What you need to do: Once you reach the line that holds "fn parse_cond_elem(&mut self)" in the listing below, output it and every line after it through the line that holds "let eps = self.parse_cond_optionals()?;", word for word.

Exercise data:
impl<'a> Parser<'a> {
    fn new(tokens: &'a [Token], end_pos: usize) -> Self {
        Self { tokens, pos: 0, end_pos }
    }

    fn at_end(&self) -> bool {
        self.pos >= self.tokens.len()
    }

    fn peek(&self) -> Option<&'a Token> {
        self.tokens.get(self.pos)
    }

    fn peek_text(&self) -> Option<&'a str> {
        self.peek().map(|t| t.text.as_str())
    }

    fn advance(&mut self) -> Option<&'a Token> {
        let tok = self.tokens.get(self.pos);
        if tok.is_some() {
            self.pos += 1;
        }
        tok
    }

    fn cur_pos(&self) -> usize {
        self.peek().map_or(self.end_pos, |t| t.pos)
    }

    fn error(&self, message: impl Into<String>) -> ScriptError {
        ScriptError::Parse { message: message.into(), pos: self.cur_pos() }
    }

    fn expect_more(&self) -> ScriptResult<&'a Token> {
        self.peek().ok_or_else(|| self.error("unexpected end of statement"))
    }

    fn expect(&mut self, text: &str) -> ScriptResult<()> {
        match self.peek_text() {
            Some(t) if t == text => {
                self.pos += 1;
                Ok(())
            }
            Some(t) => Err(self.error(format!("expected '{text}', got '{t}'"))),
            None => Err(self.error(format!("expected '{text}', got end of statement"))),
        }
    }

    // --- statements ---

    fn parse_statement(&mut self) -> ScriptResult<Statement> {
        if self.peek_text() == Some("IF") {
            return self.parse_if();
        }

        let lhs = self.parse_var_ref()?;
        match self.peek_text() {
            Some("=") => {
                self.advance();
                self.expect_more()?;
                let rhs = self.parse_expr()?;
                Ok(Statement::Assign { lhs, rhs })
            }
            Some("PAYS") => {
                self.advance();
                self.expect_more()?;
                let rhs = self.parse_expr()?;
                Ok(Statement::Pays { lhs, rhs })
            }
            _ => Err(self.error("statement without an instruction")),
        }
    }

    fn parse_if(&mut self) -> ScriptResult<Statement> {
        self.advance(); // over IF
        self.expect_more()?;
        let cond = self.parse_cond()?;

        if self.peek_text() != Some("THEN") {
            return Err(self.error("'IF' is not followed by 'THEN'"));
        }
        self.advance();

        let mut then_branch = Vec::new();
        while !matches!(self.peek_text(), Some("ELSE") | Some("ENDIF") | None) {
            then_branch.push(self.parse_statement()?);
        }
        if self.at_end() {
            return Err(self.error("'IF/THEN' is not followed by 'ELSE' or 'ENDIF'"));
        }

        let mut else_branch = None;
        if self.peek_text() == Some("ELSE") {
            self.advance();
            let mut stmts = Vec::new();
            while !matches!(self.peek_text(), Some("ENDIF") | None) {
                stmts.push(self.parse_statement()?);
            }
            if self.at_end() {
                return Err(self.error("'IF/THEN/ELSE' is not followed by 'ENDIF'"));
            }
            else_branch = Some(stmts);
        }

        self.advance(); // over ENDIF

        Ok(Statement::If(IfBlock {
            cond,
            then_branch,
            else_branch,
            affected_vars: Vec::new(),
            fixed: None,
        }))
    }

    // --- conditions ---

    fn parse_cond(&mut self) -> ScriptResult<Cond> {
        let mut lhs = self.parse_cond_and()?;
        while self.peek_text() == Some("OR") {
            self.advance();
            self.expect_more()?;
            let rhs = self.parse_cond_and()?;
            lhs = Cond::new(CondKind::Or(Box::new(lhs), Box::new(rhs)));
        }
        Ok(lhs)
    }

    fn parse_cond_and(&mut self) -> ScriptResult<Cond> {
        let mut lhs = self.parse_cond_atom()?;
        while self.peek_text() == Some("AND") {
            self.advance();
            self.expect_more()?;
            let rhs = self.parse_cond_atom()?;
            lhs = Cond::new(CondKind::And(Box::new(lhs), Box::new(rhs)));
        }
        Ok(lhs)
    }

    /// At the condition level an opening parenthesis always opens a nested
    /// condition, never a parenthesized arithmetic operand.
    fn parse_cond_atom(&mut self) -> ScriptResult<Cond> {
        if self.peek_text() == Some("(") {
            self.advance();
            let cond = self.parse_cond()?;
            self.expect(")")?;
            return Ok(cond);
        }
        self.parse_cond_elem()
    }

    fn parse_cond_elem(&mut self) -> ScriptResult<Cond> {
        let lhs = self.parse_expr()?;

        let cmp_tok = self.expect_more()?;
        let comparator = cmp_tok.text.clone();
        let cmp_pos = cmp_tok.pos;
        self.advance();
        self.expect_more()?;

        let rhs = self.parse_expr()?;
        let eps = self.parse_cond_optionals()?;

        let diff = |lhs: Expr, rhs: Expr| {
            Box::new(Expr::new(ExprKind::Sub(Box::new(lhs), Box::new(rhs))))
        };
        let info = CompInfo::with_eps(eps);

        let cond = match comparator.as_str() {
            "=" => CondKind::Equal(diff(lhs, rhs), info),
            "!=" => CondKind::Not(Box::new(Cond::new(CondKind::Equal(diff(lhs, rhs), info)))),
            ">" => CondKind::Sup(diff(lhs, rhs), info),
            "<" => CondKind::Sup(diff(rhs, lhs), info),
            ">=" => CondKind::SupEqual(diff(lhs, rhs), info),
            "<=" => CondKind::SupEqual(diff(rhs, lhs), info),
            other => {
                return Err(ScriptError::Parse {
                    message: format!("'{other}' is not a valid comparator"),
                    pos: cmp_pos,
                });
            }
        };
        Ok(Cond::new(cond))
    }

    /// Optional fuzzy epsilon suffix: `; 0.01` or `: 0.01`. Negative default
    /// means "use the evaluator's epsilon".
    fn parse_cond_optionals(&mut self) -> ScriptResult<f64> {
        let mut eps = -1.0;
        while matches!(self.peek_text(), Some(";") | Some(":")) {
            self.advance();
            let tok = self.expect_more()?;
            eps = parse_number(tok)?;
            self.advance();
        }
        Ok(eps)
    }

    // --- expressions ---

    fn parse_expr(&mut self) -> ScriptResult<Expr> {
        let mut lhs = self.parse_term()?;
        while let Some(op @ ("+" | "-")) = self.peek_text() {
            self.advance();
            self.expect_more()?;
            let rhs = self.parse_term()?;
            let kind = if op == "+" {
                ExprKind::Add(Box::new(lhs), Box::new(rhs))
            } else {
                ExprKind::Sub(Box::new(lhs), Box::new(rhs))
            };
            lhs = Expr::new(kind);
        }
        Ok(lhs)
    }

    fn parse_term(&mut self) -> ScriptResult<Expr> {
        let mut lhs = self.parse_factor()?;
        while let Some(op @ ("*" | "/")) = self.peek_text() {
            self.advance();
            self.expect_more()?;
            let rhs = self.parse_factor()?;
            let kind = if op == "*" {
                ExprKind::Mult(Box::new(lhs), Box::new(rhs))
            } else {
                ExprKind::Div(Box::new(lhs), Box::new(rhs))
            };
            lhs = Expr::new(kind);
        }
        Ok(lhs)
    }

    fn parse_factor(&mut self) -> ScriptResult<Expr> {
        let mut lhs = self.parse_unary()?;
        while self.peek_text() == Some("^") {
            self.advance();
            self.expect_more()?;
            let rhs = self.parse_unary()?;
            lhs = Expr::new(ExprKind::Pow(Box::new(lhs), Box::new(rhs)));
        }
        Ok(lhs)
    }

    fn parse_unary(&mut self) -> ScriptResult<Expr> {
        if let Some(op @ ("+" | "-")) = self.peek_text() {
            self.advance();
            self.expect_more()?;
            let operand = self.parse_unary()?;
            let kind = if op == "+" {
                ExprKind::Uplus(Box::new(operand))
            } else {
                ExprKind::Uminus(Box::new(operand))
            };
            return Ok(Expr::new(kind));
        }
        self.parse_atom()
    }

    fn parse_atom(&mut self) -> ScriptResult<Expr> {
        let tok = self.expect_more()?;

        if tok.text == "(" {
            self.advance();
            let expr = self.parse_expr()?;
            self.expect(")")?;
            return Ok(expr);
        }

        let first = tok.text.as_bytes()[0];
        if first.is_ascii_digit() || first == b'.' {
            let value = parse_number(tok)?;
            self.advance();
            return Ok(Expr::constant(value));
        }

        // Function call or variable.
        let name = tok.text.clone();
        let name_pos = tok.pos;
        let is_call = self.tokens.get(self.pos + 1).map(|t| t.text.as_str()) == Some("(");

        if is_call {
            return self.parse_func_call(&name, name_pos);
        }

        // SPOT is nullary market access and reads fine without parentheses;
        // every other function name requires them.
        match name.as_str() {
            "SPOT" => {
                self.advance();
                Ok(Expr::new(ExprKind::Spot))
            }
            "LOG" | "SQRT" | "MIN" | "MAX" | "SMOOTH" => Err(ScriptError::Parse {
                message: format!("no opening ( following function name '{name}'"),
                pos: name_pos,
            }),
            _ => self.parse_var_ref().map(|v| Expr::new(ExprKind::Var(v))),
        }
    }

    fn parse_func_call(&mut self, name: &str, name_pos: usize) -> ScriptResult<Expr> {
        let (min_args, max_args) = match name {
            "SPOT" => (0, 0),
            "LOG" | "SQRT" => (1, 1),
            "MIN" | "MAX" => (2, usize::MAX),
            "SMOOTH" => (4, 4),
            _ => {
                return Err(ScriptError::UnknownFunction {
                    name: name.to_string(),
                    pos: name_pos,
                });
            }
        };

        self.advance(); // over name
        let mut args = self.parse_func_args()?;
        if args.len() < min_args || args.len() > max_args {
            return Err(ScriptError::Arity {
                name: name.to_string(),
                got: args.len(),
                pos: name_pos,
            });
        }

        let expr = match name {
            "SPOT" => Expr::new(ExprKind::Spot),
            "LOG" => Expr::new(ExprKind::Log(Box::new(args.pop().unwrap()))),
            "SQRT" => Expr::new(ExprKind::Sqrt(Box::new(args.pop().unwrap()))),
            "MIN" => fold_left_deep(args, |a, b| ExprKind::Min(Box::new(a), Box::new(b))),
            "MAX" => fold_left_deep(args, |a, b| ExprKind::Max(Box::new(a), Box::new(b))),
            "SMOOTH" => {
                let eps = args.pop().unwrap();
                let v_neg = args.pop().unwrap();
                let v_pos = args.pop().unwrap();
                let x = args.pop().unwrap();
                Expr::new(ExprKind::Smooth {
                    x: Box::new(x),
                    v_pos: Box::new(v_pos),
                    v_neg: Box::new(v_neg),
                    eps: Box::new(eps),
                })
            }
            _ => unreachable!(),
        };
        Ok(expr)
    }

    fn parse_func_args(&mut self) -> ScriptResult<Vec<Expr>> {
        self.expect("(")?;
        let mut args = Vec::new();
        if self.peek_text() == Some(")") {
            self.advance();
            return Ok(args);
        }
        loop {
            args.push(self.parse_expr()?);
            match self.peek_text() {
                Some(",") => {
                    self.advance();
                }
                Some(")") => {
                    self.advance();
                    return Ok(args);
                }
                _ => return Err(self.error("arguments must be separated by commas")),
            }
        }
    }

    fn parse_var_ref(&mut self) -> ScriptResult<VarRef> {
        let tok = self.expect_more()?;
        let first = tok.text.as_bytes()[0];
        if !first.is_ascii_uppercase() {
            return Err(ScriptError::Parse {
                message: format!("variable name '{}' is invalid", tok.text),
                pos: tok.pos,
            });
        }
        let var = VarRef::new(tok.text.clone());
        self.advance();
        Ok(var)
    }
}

Response:
    fn parse_cond_elem(&mut self) -> ScriptResult<Cond> {
        let lhs = self.parse_expr()?;

        let cmp_tok = self.expect_more()?;
        let comparator = cmp_tok.text.clone();
        let cmp_pos = cmp_tok.pos;
        self.advance();
        self.expect_more()?;

        let rhs = self.parse_expr()?;
        let eps = self.parse_cond_optionals()?;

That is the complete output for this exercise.